- _Exercise description_:
Reproduce the entries shown below only from the line with "let res = self" down to the line with "pub fn new()", keeping both end lines and copying each one exactly.

- _Records_:
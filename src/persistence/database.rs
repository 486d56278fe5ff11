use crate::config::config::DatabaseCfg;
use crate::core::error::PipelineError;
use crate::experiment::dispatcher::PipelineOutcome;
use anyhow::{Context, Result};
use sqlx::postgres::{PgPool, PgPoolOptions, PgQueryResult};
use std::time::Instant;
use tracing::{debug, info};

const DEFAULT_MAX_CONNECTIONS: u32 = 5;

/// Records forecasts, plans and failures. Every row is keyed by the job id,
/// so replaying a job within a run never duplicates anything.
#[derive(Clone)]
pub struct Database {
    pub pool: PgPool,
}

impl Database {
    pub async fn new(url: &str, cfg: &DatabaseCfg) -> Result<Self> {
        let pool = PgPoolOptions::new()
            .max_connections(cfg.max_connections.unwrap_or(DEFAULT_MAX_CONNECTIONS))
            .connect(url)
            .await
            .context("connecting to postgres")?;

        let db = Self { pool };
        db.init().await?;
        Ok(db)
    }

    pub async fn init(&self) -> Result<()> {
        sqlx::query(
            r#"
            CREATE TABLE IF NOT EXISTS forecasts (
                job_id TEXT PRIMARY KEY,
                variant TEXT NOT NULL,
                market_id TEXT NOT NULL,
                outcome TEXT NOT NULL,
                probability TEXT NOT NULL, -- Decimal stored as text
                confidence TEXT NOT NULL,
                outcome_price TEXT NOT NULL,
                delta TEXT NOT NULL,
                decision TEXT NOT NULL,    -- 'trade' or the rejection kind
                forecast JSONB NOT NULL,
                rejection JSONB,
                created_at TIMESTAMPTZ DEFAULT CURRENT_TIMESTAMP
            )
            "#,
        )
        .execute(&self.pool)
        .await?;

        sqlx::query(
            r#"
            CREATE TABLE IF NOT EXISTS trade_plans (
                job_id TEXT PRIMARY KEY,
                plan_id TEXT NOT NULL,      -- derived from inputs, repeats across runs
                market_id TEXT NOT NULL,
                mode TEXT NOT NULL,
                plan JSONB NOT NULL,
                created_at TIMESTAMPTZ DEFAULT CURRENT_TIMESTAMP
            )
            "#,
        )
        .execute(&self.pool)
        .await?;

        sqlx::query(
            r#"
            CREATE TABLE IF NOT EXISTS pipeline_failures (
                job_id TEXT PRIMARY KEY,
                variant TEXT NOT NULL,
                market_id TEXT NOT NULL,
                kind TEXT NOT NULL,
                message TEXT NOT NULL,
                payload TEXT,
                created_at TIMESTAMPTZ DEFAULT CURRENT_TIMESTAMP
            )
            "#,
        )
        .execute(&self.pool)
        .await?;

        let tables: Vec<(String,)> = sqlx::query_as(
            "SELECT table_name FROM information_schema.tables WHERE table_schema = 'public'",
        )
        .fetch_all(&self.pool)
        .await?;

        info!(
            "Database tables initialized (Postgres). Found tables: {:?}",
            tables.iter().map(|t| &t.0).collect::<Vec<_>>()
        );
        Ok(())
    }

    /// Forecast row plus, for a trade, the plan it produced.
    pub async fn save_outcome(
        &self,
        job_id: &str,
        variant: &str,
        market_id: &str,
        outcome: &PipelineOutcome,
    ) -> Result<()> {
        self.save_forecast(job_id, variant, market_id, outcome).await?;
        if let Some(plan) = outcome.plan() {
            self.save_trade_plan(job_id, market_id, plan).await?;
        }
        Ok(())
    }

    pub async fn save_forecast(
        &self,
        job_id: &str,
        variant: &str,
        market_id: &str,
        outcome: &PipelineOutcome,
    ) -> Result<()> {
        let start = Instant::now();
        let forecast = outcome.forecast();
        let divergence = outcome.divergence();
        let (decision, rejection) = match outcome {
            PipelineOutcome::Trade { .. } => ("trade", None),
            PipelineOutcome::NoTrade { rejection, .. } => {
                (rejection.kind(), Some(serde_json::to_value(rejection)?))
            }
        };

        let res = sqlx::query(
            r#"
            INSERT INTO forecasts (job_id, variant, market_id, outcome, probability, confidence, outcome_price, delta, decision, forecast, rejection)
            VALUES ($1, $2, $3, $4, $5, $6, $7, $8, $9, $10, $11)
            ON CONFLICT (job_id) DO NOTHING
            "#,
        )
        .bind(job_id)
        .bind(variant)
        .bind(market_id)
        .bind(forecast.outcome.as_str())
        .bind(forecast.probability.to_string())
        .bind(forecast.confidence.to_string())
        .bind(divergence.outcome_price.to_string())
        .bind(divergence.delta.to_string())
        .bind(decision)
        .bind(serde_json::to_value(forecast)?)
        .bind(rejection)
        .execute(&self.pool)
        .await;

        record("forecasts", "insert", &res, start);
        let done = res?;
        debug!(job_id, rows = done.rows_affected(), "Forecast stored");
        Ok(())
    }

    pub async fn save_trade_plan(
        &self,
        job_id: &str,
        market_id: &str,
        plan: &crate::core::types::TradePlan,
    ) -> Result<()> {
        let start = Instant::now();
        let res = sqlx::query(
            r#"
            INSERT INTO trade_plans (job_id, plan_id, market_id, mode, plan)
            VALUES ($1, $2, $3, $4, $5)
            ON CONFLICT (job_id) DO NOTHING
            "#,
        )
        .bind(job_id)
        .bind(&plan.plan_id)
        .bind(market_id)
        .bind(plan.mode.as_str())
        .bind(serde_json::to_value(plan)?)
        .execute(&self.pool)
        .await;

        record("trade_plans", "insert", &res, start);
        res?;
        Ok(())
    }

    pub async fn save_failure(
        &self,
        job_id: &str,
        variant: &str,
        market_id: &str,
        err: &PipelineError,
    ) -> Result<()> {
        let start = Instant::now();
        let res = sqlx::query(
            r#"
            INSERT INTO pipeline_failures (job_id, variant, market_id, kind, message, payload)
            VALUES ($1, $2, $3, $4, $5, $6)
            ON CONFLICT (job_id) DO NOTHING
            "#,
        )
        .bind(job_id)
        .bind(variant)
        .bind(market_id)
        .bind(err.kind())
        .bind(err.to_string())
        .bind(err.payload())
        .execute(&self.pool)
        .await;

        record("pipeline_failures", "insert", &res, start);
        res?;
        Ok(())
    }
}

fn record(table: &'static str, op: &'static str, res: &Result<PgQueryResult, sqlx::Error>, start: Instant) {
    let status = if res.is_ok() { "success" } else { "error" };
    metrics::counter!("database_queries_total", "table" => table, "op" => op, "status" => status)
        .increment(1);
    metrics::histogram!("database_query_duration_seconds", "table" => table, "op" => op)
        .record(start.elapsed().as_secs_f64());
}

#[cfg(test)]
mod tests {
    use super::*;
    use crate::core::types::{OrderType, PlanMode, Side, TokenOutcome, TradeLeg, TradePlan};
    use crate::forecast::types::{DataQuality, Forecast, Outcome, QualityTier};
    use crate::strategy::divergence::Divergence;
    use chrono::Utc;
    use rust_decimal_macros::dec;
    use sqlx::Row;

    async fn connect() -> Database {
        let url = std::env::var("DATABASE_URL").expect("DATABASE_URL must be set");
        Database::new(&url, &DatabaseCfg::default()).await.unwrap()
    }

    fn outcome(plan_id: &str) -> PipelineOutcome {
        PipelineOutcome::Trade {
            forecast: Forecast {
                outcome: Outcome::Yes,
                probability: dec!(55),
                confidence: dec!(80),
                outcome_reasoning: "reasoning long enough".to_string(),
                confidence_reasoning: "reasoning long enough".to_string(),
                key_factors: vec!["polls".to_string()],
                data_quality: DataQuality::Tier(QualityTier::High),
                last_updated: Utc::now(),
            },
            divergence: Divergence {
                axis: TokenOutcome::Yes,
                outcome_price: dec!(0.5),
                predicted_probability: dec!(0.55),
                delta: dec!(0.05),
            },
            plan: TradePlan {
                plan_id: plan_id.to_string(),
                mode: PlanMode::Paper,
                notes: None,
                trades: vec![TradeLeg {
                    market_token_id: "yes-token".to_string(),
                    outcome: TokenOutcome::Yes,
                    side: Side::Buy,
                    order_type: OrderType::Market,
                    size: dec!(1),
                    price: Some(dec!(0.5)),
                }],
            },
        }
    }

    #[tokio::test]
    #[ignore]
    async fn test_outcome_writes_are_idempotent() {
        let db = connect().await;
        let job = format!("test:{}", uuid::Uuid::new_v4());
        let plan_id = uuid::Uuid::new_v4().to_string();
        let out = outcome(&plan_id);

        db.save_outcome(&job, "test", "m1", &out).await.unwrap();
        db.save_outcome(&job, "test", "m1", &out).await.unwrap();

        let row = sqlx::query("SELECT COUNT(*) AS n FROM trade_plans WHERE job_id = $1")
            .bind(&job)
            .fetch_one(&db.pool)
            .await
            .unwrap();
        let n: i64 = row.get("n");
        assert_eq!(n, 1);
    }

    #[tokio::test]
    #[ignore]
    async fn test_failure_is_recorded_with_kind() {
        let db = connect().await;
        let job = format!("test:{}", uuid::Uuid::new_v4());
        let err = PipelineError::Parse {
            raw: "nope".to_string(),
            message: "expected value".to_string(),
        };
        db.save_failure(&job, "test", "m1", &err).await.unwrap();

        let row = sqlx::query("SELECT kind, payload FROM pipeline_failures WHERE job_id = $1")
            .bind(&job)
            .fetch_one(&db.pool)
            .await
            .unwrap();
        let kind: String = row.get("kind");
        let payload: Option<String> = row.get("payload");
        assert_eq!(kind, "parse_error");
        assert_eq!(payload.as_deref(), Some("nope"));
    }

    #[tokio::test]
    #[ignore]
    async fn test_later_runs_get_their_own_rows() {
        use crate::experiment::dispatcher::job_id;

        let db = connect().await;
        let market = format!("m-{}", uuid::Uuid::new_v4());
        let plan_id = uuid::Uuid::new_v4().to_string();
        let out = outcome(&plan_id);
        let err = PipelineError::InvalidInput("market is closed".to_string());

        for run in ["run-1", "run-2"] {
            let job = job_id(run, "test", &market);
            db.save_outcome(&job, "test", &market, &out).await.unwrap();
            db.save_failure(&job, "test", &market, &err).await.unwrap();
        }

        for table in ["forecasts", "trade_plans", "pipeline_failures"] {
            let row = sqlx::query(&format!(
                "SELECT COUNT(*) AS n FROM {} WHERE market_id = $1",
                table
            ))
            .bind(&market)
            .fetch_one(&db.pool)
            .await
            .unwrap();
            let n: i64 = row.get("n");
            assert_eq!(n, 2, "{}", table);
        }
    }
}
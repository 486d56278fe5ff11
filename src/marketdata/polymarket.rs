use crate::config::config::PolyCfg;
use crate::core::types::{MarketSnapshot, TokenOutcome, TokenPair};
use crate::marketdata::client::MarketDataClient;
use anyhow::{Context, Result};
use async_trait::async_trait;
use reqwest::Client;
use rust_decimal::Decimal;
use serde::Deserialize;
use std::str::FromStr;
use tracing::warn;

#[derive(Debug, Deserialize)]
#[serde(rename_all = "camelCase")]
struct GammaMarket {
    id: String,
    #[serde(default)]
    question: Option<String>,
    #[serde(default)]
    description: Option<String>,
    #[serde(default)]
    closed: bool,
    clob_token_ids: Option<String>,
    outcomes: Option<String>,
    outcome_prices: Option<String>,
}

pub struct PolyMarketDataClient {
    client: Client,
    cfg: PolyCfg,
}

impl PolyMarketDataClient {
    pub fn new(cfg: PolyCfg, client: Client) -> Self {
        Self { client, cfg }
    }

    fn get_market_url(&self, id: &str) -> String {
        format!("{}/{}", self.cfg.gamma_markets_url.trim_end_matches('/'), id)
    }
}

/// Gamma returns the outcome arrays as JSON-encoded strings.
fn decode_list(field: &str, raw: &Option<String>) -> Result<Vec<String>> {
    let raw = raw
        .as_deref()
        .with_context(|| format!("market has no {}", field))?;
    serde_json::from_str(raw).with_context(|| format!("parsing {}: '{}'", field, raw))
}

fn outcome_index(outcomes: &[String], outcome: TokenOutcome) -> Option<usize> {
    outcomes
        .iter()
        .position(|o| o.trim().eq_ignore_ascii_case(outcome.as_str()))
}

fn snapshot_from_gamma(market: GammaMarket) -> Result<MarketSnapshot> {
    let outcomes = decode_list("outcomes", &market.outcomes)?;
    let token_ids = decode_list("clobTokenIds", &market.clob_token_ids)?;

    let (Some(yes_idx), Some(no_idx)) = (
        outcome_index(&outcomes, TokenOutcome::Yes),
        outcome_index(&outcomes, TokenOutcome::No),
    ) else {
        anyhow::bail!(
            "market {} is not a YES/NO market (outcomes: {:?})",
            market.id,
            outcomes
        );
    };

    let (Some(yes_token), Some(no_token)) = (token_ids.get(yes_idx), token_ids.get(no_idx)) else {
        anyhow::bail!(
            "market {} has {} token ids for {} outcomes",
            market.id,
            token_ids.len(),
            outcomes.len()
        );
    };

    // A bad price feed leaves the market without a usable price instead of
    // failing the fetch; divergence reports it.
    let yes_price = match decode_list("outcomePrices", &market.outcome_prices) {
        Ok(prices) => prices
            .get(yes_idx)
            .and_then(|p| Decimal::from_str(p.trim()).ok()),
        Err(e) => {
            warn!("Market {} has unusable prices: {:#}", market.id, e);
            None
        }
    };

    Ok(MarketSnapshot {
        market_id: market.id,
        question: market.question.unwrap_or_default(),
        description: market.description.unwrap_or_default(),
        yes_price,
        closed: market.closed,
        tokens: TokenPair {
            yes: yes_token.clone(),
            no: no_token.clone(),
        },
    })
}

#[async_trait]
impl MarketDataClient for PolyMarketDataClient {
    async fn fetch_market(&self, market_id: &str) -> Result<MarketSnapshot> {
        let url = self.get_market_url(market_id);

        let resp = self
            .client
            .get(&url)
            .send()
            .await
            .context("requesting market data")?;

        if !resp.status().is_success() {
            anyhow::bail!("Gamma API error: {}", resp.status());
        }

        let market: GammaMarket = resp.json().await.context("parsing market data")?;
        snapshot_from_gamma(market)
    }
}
---
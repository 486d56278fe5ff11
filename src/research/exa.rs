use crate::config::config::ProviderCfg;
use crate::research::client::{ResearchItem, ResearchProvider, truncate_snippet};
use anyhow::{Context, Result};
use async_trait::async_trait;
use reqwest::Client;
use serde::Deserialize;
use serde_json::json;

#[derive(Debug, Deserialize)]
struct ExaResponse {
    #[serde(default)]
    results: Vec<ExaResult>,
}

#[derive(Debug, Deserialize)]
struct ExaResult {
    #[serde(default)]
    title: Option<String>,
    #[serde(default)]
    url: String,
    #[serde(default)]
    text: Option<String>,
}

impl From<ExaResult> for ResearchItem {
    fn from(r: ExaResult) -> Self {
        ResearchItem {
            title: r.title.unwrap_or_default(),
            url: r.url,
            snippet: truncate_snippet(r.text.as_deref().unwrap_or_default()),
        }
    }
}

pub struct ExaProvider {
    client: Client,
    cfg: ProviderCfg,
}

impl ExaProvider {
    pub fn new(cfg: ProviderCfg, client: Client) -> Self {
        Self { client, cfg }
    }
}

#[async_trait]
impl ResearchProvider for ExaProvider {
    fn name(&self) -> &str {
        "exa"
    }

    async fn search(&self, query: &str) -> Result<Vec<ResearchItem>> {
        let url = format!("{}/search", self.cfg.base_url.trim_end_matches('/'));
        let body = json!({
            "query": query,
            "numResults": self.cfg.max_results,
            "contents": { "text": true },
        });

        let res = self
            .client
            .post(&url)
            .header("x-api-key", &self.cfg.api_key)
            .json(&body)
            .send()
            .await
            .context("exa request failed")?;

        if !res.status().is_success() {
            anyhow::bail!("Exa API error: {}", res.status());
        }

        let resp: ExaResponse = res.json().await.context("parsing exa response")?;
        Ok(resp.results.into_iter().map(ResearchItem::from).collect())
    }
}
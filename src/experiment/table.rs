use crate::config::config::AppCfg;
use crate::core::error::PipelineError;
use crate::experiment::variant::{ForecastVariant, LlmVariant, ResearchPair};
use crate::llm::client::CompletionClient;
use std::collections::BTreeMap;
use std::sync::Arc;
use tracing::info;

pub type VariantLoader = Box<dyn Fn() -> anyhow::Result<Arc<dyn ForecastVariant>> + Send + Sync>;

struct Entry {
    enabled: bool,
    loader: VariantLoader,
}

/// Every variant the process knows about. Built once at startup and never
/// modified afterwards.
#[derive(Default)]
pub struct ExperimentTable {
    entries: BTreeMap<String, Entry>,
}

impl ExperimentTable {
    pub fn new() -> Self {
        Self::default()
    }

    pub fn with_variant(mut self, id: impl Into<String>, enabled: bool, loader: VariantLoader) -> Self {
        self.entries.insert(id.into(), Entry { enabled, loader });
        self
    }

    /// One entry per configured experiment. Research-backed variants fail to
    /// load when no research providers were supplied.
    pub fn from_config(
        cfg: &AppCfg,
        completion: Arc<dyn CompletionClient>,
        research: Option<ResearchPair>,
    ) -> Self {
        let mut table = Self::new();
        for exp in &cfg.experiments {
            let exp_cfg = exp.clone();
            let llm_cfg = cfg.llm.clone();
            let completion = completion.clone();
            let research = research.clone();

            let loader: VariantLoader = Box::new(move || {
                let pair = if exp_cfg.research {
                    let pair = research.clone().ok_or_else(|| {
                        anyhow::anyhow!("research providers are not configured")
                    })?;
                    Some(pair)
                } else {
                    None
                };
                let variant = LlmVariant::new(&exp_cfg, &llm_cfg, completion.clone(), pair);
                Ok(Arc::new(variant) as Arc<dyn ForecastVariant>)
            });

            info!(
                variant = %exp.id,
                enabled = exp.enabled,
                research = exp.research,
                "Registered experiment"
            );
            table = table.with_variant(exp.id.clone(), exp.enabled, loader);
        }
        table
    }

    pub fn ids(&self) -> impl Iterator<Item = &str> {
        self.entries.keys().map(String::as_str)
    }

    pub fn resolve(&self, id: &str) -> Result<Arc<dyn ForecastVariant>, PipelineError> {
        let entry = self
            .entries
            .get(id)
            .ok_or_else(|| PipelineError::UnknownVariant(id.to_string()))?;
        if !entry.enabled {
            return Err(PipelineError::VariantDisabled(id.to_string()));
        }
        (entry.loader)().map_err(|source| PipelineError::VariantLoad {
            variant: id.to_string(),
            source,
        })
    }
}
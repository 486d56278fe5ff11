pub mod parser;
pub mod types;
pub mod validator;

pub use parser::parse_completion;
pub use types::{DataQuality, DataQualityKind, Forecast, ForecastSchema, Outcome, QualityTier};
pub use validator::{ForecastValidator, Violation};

- _Reply_:
        let res = self
            .client
            .post(&url)
            .header("x-api-key", &self.cfg.api_key)
            .json(&body)
            .send()
            .await
            .context("exa request failed")?;

        if !res.status().is_success() {
            anyhow::bail!("Exa API error: {}", res.status());
        }

        let resp: ExaResponse = res.json().await.context("parsing exa response")?;
        Ok(resp.results.into_iter().map(ResearchItem::from).collect())
    }
}
filename src/experiment/table.rs
use crate::config::config::AppCfg;
use crate::core::error::PipelineError;
use crate::experiment::variant::{ForecastVariant, LlmVariant, ResearchPair};
use crate::llm::client::CompletionClient;
use std::collections::BTreeMap;
use std::sync::Arc;
use tracing::info;

pub type VariantLoader = Box<dyn Fn() -> anyhow::Result<Arc<dyn ForecastVariant>> + Send + Sync>;

struct Entry {
    enabled: bool,
    loader: VariantLoader,
}

/// Every variant the process knows about. Built once at startup and never
/// modified afterwards.
#[derive(Default)]
pub struct ExperimentTable {
    entries: BTreeMap<String, Entry>,
}

impl ExperimentTable {
    pub fn new() -> Self {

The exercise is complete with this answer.